The book covers a range of perspectives and is written by individuals occupying diverse positions such as project leaders, sub-project leaders and senior students. What makes the book even more interesting is that the writers are in some cases very practical, in some cases quite theoretical, sometimes self-reflective, and in other cases, highly critical about research cultures in universities in particular in Scandinavia.

Topics of interest include:
  • Leadership as formal, diffused and collective, all possible within the same project (p. 30)
  • Having an interdisciplinary team might imply different leadership styles and different expectations of leaders (p. 40)
  • The difference between transactional leadership (focusing on goals and standards) and transformational leadership (stimulating the interest and ability of co-workers and maintaining criticality about one’s role and context) (pp. 47 - 48)
  • In a multi-institutional project, there are challenges associated with researchers’ having to work with the rules of their own institutions.
  • Participation in cross-national research is extremely valuable for one’s own research profile, but also challenging, “Nation-states differ along historical-cultural, socioeconomic, and political dimensions, which all have an impact on contemporary social-scientific analysis” (p.65).
  • The tensions of ‘getting a voice’, which involves working within the structures of power, and the dangers of this for a feminist research project (p. 101).
  • Working across disciplines (eg public health or physiotherapy) and gender studies is important for challenging one’s own assumptions (p.136) and for practical understandings of how to manage health management issues, and it ensures research ‘robustness’ but it is tricky, as it often implies having to work across epistemological as well as ontological positions (p. 121).
  • As an individual, working across disciplines can be challenging as it can lead to a sense of not belonging anywhere (p. 126) or a superficial mastery of several bodies of knowledge and languages, “Single researchers’ demanding ‘paradigm trips’ within more or less supportive environments including their facing of ‘paradigm clashes’ need to be made visible and acknowledged’ (p. 121) – this one I could identify with personally, given my experience working across academic development/teaching and learning in higher education, academic literacy and post-structuralism, critical realism and more recently, posthumanism!
  • There is much value in having advisory boards and critical friends, but their roles and functions need to be carefully defined, and should not be confused with the power dynamics caused by actual friendship relationships with some members of the research team – this can be very corrosive (pp. 148 – 154).
  • With research projects that have to be carefully formulated for funders andthat have to stipulate goals well in advance, the danger is  that there is no space for experimentation and exploration in the setting up phase (p. 168) leading to ‘reflexive blindness towards the development of new domains of gender research’ (p. 170).

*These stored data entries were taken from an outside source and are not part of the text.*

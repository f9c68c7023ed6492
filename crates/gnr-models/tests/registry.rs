//! Loading artifacts from a model directory and predicting through the registry.

use std::path::Path;
use std::sync::Arc;

use gnr_core::artifact_keys;
use gnr_core::models::antibiotic::{Antibiotic, AntibioticClass, Target};
use gnr_core::models::snapshot::{
    AcquisitionSetting, AdmittingService, AgeBucket, ClinicalInputSnapshot, Hospital,
    ResistanceHistory, SeverityCutoff, Sex,
};
use gnr_encoder::{AgeEncoding, Encoder, EncoderOptions, EncoderTables};
use gnr_models::{ArtifactLayout, LogisticArtifact, ModelError, ModelRegistry, Predictor};

const SITES: [Hospital; 2] = [Hospital::Sunnybrook, Hospital::Toh];

fn snapshot() -> ClinicalInputSnapshot {
    ClinicalInputSnapshot {
        hospital: Hospital::Toh,
        age_bucket: AgeBucket::From70To74,
        sex: Sex::Male,
        acquisition_setting: AcquisitionSetting::Icu,
        admitting_service: AdmittingService::Medical,
        recent_hospitalization: true,
        clinical_esbl: false,
        prior_class_exposure: AntibioticClass::ALL.into_iter().map(|c| (c, false)).collect(),
        prior_resistance_history: Antibiotic::ALL
            .into_iter()
            .map(|a| (a, ResistanceHistory::Susceptible))
            .collect(),
        severity_cutoff: SeverityCutoff::Ninety,
    }
}

/// An artifact fitted on `encoder`'s columns with a single non-zero weight
/// on `sex_M`.
fn artifact_for(
    encoder: &Encoder,
    target: Target,
    hospital: Option<Hospital>,
    sex_weight: f64,
) -> LogisticArtifact {
    let feature_names = encoder.schema(target).expect("configured target").names();
    let coefficients = feature_names
        .iter()
        .map(|n| if n == "sex_M" { sex_weight } else { 0.0 })
        .collect();
    LogisticArtifact {
        target,
        hospital,
        feature_names,
        coefficients,
        intercept: 0.0,
        metadata: Default::default(),
    }
}

fn write(dir: &Path, key: &str, artifact: &LogisticArtifact) {
    let json = serde_json::to_vec_pretty(artifact).expect("serialize artifact");
    std::fs::write(dir.join(key), json).expect("write artifact");
}

fn write_site_models(dir: &Path, encoder: &Encoder, sex_weight: f64) {
    for &target in encoder.targets() {
        for hospital in SITES {
            write(
                dir,
                &artifact_keys::site_model(target, hospital),
                &artifact_for(encoder, target, Some(hospital), sex_weight),
            );
        }
    }
}

#[test]
fn loads_one_model_per_target_and_site() {
    let dir = tempfile::tempdir().expect("tempdir");
    let encoder = Encoder::default();
    write_site_models(dir.path(), &encoder, 1.0);

    let registry = ModelRegistry::load(
        dir.path(),
        encoder.targets(),
        &SITES,
        ArtifactLayout::PerSite,
    )
    .expect("registry loads");

    assert_eq!(registry.len(), encoder.targets().len() * SITES.len());
    registry.validate_schemas(&encoder).expect("schemas agree");
    assert_eq!(registry.hospitals_covering(encoder.targets()), SITES.to_vec());

    let target = Target::Single(Antibiotic::Meropenem);
    let vector = encoder.encode(&snapshot(), target).expect("encodes");
    let probability = registry.predict(Hospital::Toh, &vector).expect("predicts");
    // Male with weight 1 on sex_M: P(nonsusceptible) = σ(1).
    let expected = 1.0 - 1.0 / (1.0 + (-1.0f64).exp());
    assert!((probability - expected).abs() < 1e-12);
}

#[test]
fn shared_layout_serves_every_site() {
    let dir = tempfile::tempdir().expect("tempdir");
    let encoder = Encoder::default();
    for &target in encoder.targets() {
        write(
            dir.path(),
            &artifact_keys::shared_model(target),
            &artifact_for(&encoder, target, None, 0.0),
        );
    }

    let registry =
        ModelRegistry::load(dir.path(), encoder.targets(), &[], ArtifactLayout::Shared)
            .expect("registry loads");
    let vector = encoder
        .encode(&snapshot(), Target::Single(Antibiotic::Piptaz))
        .expect("encodes");
    for hospital in Hospital::ALL {
        let p = registry.predict(hospital, &vector).expect("predicts");
        assert!((p - 0.5).abs() < 1e-12);
    }
}

#[test]
fn missing_artifact_fails_the_whole_load() {
    let dir = tempfile::tempdir().expect("tempdir");
    let encoder = Encoder::default();
    write_site_models(dir.path(), &encoder, 0.0);
    std::fs::remove_file(dir.path().join("Ceftazidime_TOH.json")).expect("remove");

    match ModelRegistry::load(dir.path(), encoder.targets(), &SITES, ArtifactLayout::PerSite) {
        Err(ModelError::ArtifactLoad { key, .. }) => assert_eq!(key, "Ceftazidime_TOH.json"),
        Err(other) => panic!("expected ArtifactLoad, got {other:?}"),
        Ok(_) => panic!("expected ArtifactLoad, got a registry"),
    }
}

#[test]
fn artifact_for_another_target_is_rejected() {
    let dir = tempfile::tempdir().expect("tempdir");
    let encoder = Encoder::default();
    let wrong = artifact_for(
        &encoder,
        Target::Single(Antibiotic::Piptaz),
        Some(Hospital::Sunnybrook),
        0.0,
    );
    write(dir.path(), "Meropenem_Sunnybrook.json", &wrong);

    let result = ModelRegistry::load(
        dir.path(),
        &[Target::Single(Antibiotic::Meropenem)],
        &[Hospital::Sunnybrook],
        ArtifactLayout::PerSite,
    );
    assert!(matches!(result, Err(ModelError::ArtifactLoad { .. })));
}

#[test]
fn unknown_site_has_no_model() {
    let dir = tempfile::tempdir().expect("tempdir");
    let encoder = Encoder::default();
    write_site_models(dir.path(), &encoder, 0.0);
    let registry =
        ModelRegistry::load(dir.path(), encoder.targets(), &SITES, ArtifactLayout::PerSite)
            .expect("registry loads");

    let vector = encoder
        .encode(&snapshot(), Target::Single(Antibiotic::Meropenem))
        .expect("encodes");
    assert!(matches!(
        registry.predict(Hospital::Trillium, &vector),
        Err(ModelError::ModelNotFound {
            hospital: Hospital::Trillium,
            ..
        })
    ));
    assert!(
        registry
            .hospitals_covering(encoder.targets())
            .iter()
            .all(|h| *h != Hospital::Trillium)
    );
}

#[test]
fn schema_mismatch_is_fatal() {
    let midpoint = Encoder::default();
    let one_hot = Encoder::new(
        EncoderTables::standard(),
        EncoderOptions {
            age: AgeEncoding::OneHot,
            ..Default::default()
        },
    );
    let target = Target::Single(Antibiotic::Ciprofloxacin);

    let mut registry = ModelRegistry::new(ArtifactLayout::Shared);
    registry.insert(target, None, Arc::new(artifact_for(&midpoint, target, None, 0.0)));

    let vector = one_hot.encode(&snapshot(), target).expect("encodes");
    match registry.predict(Hospital::Sunnybrook, &vector) {
        Err(ModelError::SchemaMismatch { expected, actual, .. }) => {
            assert_eq!(expected[0], "Age");
            assert_eq!(actual[0], "Age_<40");
        }
        other => panic!("expected SchemaMismatch, got {other:?}"),
    }
    assert!(matches!(
        registry.validate_schemas(&one_hot),
        Err(ModelError::SchemaMismatch { .. })
    ));
}

/// A hand-written predictor plugs into the registry like a loaded artifact.
struct Constant {
    names: Vec<String>,
    susceptible: f64,
}

impl Predictor for Constant {
    fn feature_names(&self) -> &[String] {
        &self.names
    }

    fn predict_proba(&self, _features: &[f64]) -> [f64; 2] {
        [self.susceptible, 1.0 - self.susceptible]
    }
}

#[test]
fn custom_predictors_are_accepted() {
    let encoder = Encoder::default();
    let target = Target::Single(Antibiotic::Ceftriaxone);
    let mut registry = ModelRegistry::new(ArtifactLayout::PerSite);
    registry.insert(
        target,
        Some(Hospital::Sunnybrook),
        Arc::new(Constant {
            names: encoder.schema(target).expect("schema").names(),
            susceptible: 0.93,
        }),
    );

    let mut snapshot = snapshot();
    snapshot.hospital = Hospital::Sunnybrook;
    let vector = encoder.encode(&snapshot, target).expect("encodes");
    let p = registry.predict(snapshot.hospital, &vector).expect("predicts");
    assert!((p - 0.93).abs() < 1e-12);
}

One has to decide when a research project is becoming too straitjacketing, and when to move on (p. 171).
Some of the practical issues I read about included:
  • Being a team leader requires leadership skills, not just research excellence skills (p. 40)
  • Leadership can be learnt, and research leadership requires tolerance of ambiguity and complexity (p. 42)
  • Having a steering group (in this case consisting of the leaders of the sub-project) (p. 31) and having staged and interrelated meetings (p. 30)
  • The importance, in an interdisciplinary project, of trust in researchers’ specialised knowledge and competence and as a corollary, of “being open towards and trusting others’ expertise” (p. 33)
  • One should discuss role allocation upfront (not just as a tickbox activity) (p. 44)
  • Establish written groundrules for the collaboration and have regular and repeated space to come together to reflect on the research process; revisit the groundrules regularly and if necessary, reformulate them; set up rules for conflict resolution in advance (p.50)
  • Acknowledge participants’ different backgrounds and subjecitivities but don’t assume this should lead to particular behaviour patterns, “Respecting that we come from different backgrounds, and at the same time not accepting that that would legitimate nonattentive nonlistening, this is ethical complexity in everyday (interdisciplinary) work” (p. 100) – this on the basis of a discussion on situatedness, where the author, who writes about being male in feminist research project, Anders Johansson, quotes Yuval-Davis: “there is no direct causal relationship between the situatedness of people’s gaze and their cognitive, emotional and moral perspectives on life” (Yuval-Davis, 2011, 7).
  • Be wary of seeing various intellectual positions as inferior or superior to others – for example theoretical research as more valued than applied research (p. 123 - 125).
  • Reciprocal interest and respect is a prerequisite for research collaboration (p. 124).
  • Have a clearly articulated and shared vision (p. 128).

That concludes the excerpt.